Ahead of Class XII exams which will start on March 14, the West Bengal Council for Higher Secondary Examination (WBCHSE, which conducts the exam) announced that it would introduce RFDs across the state to frisk students, especially in districts from where reports of cheating and use of cellphones to facilitate it have been reported in earlier years.
“In North Dinajpur, however, only three RFD machines have been sent. There are serious doubts as to whether these machines can be used to scan all the students appearing in the exams, especially in the extra-sensitive exam centres,” said a senior schoolteacher.
He said that the council had identified certain centres as extra-sensitive based on earlier reports of examinees resorting to unscrupulous means such as using Internet-enabled cellphones to know the answers while writing their papers.
“Altogether, there are 95 exam centres in the district, among which 40 are deemed extra-sensitive. Three RFDs are too few to scan students of all these 40 centres,” the teacher added.

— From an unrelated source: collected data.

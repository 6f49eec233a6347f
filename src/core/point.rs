//! Point type for world and vehicle-local coordinates.

use serde::{Deserialize, Serialize};
use std::ops::{Add, Mul, Sub};

/// A 2D point (or vector) in the scene's length unit.
#[derive(Clone, Copy, Debug, PartialEq, Default, Serialize, Deserialize)]
pub struct Point2D {
    /// X coordinate
    #[serde(default)]
    pub x: f64,
    /// Y coordinate
    #[serde(default)]
    pub y: f64,
}

impl Point2D {
    /// Zero point (origin)
    pub const ZERO: Point2D = Point2D { x: 0.0, y: 0.0 };

    /// Create a new point
    #[inline]
    pub const fn new(x: f64, y: f64) -> Self {
        Self { x, y }
    }

    /// Euclidean distance to another point
    #[inline]
    pub fn distance(&self, other: &Point2D) -> f64 {
        (self.x - other.x).hypot(self.y - other.y)
    }

    /// Squared distance (avoids sqrt)
    #[inline]
    pub fn distance_squared(&self, other: &Point2D) -> f64 {
        let dx = self.x - other.x;
        let dy = self.y - other.y;
        dx * dx + dy * dy
    }

    /// Length (magnitude) of this point as a vector from origin
    #[inline]
    pub fn length(&self) -> f64 {
        self.x.hypot(self.y)
    }

    /// Squared length
    #[inline]
    pub fn length_squared(&self) -> f64 {
        self.x * self.x + self.y * self.y
    }

    /// Rotate this point around the origin by angle (radians)
    #[inline]
    pub fn rotate(&self, angle: f64) -> Point2D {
        let (sin_a, cos_a) = angle.sin_cos();
        Point2D::new(
            self.x * cos_a - self.y * sin_a,
            self.x * sin_a + self.y * cos_a,
        )
    }

    /// Left-hand perpendicular `(-y, x)`
    #[inline]
    pub fn perpendicular(&self) -> Point2D {
        Point2D::new(-self.y, self.x)
    }

    /// Dot product with another point (as vectors)
    #[inline]
    pub fn dot(&self, other: &Point2D) -> f64 {
        self.x * other.x + self.y * other.y
    }

    /// Cross product (z-component of 3D cross product)
    #[inline]
    pub fn cross(&self, other: &Point2D) -> f64 {
        self.x * other.y - self.y * other.x
    }
}

impl Add for Point2D {
    type Output = Self;

    #[inline]
    fn add(self, other: Self) -> Self {
        Point2D::new(self.x + other.x, self.y + other.y)
    }
}

impl Sub for Point2D {
    type Output = Self;

    #[inline]
    fn sub(self, other: Self) -> Self {
        Point2D::new(self.x - other.x, self.y - other.y)
    }
}

impl Mul<f64> for Point2D {
    type Output = Self;

    #[inline]
    fn mul(self, scalar: f64) -> Self {
        Point2D::new(self.x * scalar, self.y * scalar)
    }
}

#[cfg(test)]
mod tests {
    use super::*;
    use approx::assert_relative_eq;
    use std::f64::consts::FRAC_PI_2;

    #[test]
    fn test_distance() {
        let a = Point2D::new(0.0, 0.0);
        let b = Point2D::new(3.0, 4.0);
        assert_relative_eq!(a.distance(&b), 5.0);
        assert_relative_eq!(a.distance_squared(&b), 25.0);
    }

    #[test]
    fn test_rotate() {
        let p = Point2D::new(1.0, 0.0).rotate(FRAC_PI_2);
        assert_relative_eq!(p.x, 0.0, epsilon = 1e-12);
        assert_relative_eq!(p.y, 1.0, epsilon = 1e-12);
    }

    #[test]
    fn test_dot_cross() {
        let a = Point2D::new(1.0, 0.0);
        let b = Point2D::new(0.0, 1.0);
        assert_eq!(a.dot(&b), 0.0);
        assert_eq!(a.cross(&b), 1.0);
        assert_eq!(b.cross(&a), -1.0);
        assert_eq!(a.perpendicular(), b);
    }

    #[test]
    fn test_operators() {
        let a = Point2D::new(1.0, 2.0);
        let b = Point2D::new(3.0, 5.0);
        assert_eq!(a + b, Point2D::new(4.0, 7.0));
        assert_eq!(b - a, Point2D::new(2.0, 3.0));
        assert_eq!(a * 2.0, Point2D::new(2.0, 4.0));
    }
}
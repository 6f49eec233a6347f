//! Live vehicle state driven by commands.

use log::{debug, trace};
use rand::Rng;
use rand::rngs::SmallRng;

use super::command::Command;
use crate::collision::{AmountGenerator, CollisionRecord, World, detect_collision};
use crate::config::{CollisionConfig, SimulatorConfig};
use crate::core::{VehiclePose, deg_to_rad};
use crate::error::Result;
use crate::scenario::Scenario;
use crate::vehicle::VehicleModel;

/// Single-vehicle simulator.
///
/// Owns the authoritative pose. Every query and preview works on copies,
/// so nothing outside [`Simulator`] can alias or mutate the live state.
#[derive(Debug)]
pub struct Simulator<R: Rng = SmallRng> {
    model: VehicleModel,
    collision: CollisionConfig,
    pose: VehiclePose,
    last_collision: Option<CollisionRecord>,
    amounts: AmountGenerator<R>,
}

impl Simulator<SmallRng> {
    /// Create a simulator at the origin.
    ///
    /// Amounts are seeded from `config.collision.random_seed` (0 = entropy).
    ///
    /// # Errors
    /// [`Error::InvalidConfig`](crate::Error::InvalidConfig) when either
    /// config section fails validation.
    pub fn new(config: SimulatorConfig) -> Result<Self> {
        config.validate()?;
        let amounts = AmountGenerator::new(config.collision.random_seed);
        Ok(Self::with_amounts(config, amounts))
    }
}

impl Default for Simulator<SmallRng> {
    fn default() -> Self {
        let config = SimulatorConfig::default();
        let amounts = AmountGenerator::new(config.collision.random_seed);
        Self::with_amounts(config, amounts)
    }
}

impl<R: Rng> Simulator<R> {
    /// Create a simulator drawing collision amounts from `rng`.
    ///
    /// `random_seed` in the configuration is ignored.
    ///
    /// # Errors
    /// [`Error::InvalidConfig`](crate::Error::InvalidConfig) when either
    /// config section fails validation.
    pub fn with_rng(config: SimulatorConfig, rng: R) -> Result<Self> {
        config.validate()?;
        Ok(Self::with_amounts(config, AmountGenerator::from_rng(rng)))
    }

    fn with_amounts(config: SimulatorConfig, amounts: AmountGenerator<R>) -> Self {
        Self {
            model: VehicleModel::new(config.vehicle),
            collision: config.collision,
            pose: VehiclePose::default(),
            last_collision: None,
            amounts,
        }
    }

    /// Vehicle model.
    #[inline]
    pub fn model(&self) -> &VehicleModel {
        &self.model
    }

    /// Collision parameters.
    #[inline]
    pub fn collision_config(&self) -> &CollisionConfig {
        &self.collision
    }

    /// Copy of the live pose.
    #[inline]
    pub fn pose(&self) -> VehiclePose {
        self.pose
    }

    /// Record of the most recent rejected move, cleared by the next accepted one.
    #[inline]
    pub fn last_collision(&self) -> Option<&CollisionRecord> {
        self.last_collision.as_ref()
    }

    /// Replace the live pose.
    ///
    /// The collision record is kept; it only clears on an accepted move.
    pub fn reset(&mut self, pose: VehiclePose) {
        self.pose = pose;
    }

    /// Return to the origin with zero heading and steer.
    pub fn reset_default(&mut self) {
        self.reset(VehiclePose::default());
    }

    /// Reset to a scenario's start pose.
    pub fn load_scenario(&mut self, scenario: &Scenario) {
        debug!(
            "[Simulator] Loading scenario '{}' ({} steps)",
            scenario.name,
            scenario.playbook.len()
        );
        self.reset(scenario.start_pose);
    }

    /// Set the steering angle in degrees.
    pub fn set_steer_deg(&mut self, deg: f64) {
        self.set_steer_rad(deg_to_rad(deg));
    }

    /// Set the steering angle in radians, clamped to the model limit.
    pub fn set_steer_rad(&mut self, steer: f64) {
        self.pose = self.model.steer_to(self.pose, steer);
    }

    /// Drive `distance` along the current arc without collision checks.
    pub fn advance(&mut self, distance: f64) {
        self.pose = self.model.advance(self.pose, distance);
    }

    /// Drive `distance` unless the resulting body overlaps a solid obstacle.
    ///
    /// Returns `true` and clears the collision record when the move is
    /// committed. Otherwise the live pose is untouched, the record is updated
    /// and `false` is returned.
    pub fn advance_with_collision(&mut self, distance: f64, world: &World) -> bool {
        let next = self.model.advance(self.pose, distance);

        let Some(contact) = detect_collision(&next, &self.model, world) else {
            self.last_collision = None;
            self.pose = next;
            return true;
        };

        let record = CollisionRecord::resolve(
            self.last_collision.as_ref(),
            contact,
            &self.collision,
            &mut self.amounts,
        );
        debug!(
            "[Simulator] Move of {:.2} rejected: hit {} at ({:.2}, {:.2}), amount {}",
            distance, record.kind, record.point.x, record.point.y, record.amount
        );
        self.last_collision = Some(record);
        false
    }

    /// Apply one command to the live pose.
    pub fn apply_command(&mut self, command: &Command) {
        trace!("[Simulator] {:?}", command);
        self.pose = command.apply(&self.model, self.pose);
    }

    /// Pose after replaying the first `upto` commands from the live pose.
    ///
    /// The live pose is not modified. `upto` past the end replays everything.
    pub fn apply_playbook(&self, commands: &[Command], upto: usize) -> VehiclePose {
        let upto = upto.min(commands.len());
        commands[..upto]
            .iter()
            .fold(self.pose, |pose, command| command.apply(&self.model, pose))
    }

    /// Pose after replaying every command.
    pub fn apply_playbook_all(&self, commands: &[Command]) -> VehiclePose {
        self.apply_playbook(commands, commands.len())
    }

    /// Preview pose for every step index `0..=commands.len()`.
    ///
    /// Frame `i` equals `apply_playbook(commands, i)`; frame 0 is the live pose.
    pub fn playbook_frames(&self, commands: &[Command]) -> Vec<VehiclePose> {
        let mut frames = Vec::with_capacity(commands.len() + 1);
        let mut pose = self.pose;
        frames.push(pose);
        for command in commands {
            pose = command.apply(&self.model, pose);
            frames.push(pose);
        }
        frames
    }
}
//! Collision detection against static worlds.
//!
//! - [`World`]: scene description with solid rectangles
//! - [`detect_collision`]: body polygon vs. obstacles, first overlap wins
//! - [`CollisionRecord`]: result of a rejected move, with amount hysteresis

mod detect;
mod record;
mod world;

pub use detect::{Contact, contact_point, detect_collision};
pub use record::{AmountGenerator, CollisionRecord, amount_from_sample};
pub use world::{CAR_KIND, DEFAULT_OBSTACLE_KIND, RectObject, SolidRect, World, WorldObject};
//! Named start pose plus playbook, loadable from YAML or JSON.
//!
//! ```yaml
//! name: Parallel Parking
//! start_pose: {x: -2.5, y: -1.2}
//! playbook:
//!   - {type: setSteer, deg: -30}
//!   - {type: move, distance: -2.6}
//! ```
//!
//! Playbook steps are decoded one by one so a bad step reports
//! [`Error::InvalidCommand`] with its index instead of a generic parse error.

use serde::{Deserialize, Serialize};
use std::path::Path;

use crate::core::VehiclePose;
use crate::error::{Error, Result};
use crate::simulator::Command;

/// A replayable manoeuvre.
#[derive(Clone, Debug, PartialEq, Serialize, Deserialize)]
pub struct Scenario {
    /// Display name.
    pub name: String,
    /// Pose the simulator is reset to before replay.
    #[serde(default)]
    pub start_pose: VehiclePose,
    /// Commands in replay order.
    #[serde(default)]
    pub playbook: Vec<Command>,
}

/// Scenario document with undecoded steps.
#[derive(Deserialize)]
struct RawScenario<V> {
    name: String,
    #[serde(default)]
    start_pose: VehiclePose,
    #[serde(default)]
    playbook: Vec<V>,
}

impl Scenario {
    /// Reverse into a kerbside gap: right lock back, left lock back, then
    /// straighten and creep forward.
    pub fn parallel_parking() -> Self {
        Self {
            name: "Parallel Parking".to_string(),
            start_pose: VehiclePose::new(-2.5, -1.2, 0.0, 0.0),
            playbook: vec![
                Command::set_steer(-30.0),
                Command::drive(-2.6),
                Command::set_steer(30.0),
                Command::drive(-2.2),
                Command::set_steer(0.0),
                Command::drive(0.6),
            ],
        }
    }

    /// Parse a scenario from YAML.
    pub fn from_yaml_str(yaml: &str) -> Result<Self> {
        let raw: RawScenario<serde_yaml::Value> = serde_yaml::from_str(yaml)?;
        let playbook = decode_steps(raw.playbook, serde_yaml::from_value::<Command>)?;
        Ok(Self {
            name: raw.name,
            start_pose: raw.start_pose,
            playbook,
        })
    }

    /// Parse a scenario from JSON.
    pub fn from_json_str(json: &str) -> Result<Self> {
        let raw: RawScenario<serde_json::Value> = serde_json::from_str(json)?;
        let playbook = decode_steps(raw.playbook, serde_json::from_value::<Command>)?;
        Ok(Self {
            name: raw.name,
            start_pose: raw.start_pose,
            playbook,
        })
    }

    /// Load a scenario file; `.json` files are parsed as JSON, anything else as YAML.
    pub fn from_file<P: AsRef<Path>>(path: P) -> Result<Self> {
        let path = path.as_ref();
        let contents = std::fs::read_to_string(path)?;
        match path.extension().and_then(|ext| ext.to_str()) {
            Some("json") => Self::from_json_str(&contents),
            _ => Self::from_yaml_str(&contents),
        }
    }
}

fn decode_steps<V, E: std::fmt::Display>(
    steps: Vec<V>,
    decode: impl Fn(V) -> std::result::Result<Command, E>,
) -> Result<Vec<Command>> {
    steps
        .into_iter()
        .enumerate()
        .map(|(i, step)| decode(step).map_err(|e| Error::InvalidCommand(format!("step {i}: {e}"))))
        .collect()
}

The extra-sensitive centres, sources said, are located in Islampur, Chopra, Goalpokhor-I and II, Karandighi, Hemtabad and Itahar blocks.
Prasun Kumar Dutta, the joint convener of the district-level committee formed by WBCHSE to conduct the exam, said they would use RFD machines for surprise checks.
“We have requested the council to send three more scanners to us. As of now, it has been decided that one machine each would be sent toIslampur and Raiganj sadar sub-divisions. I will carry the third. During exams, teams will visit centres to conduct surprise checks by using the devices,” he said.
By using an RFD machine, teams can get an idea about the number of cell phones active in an exam centre and the location of such phones, he said.
“The machines will be used for secondary checks. Primarily, students will be frisked thrice thoroughly before they enter the exam hall so that they can’t carry cellphones,” said an official of the district education department.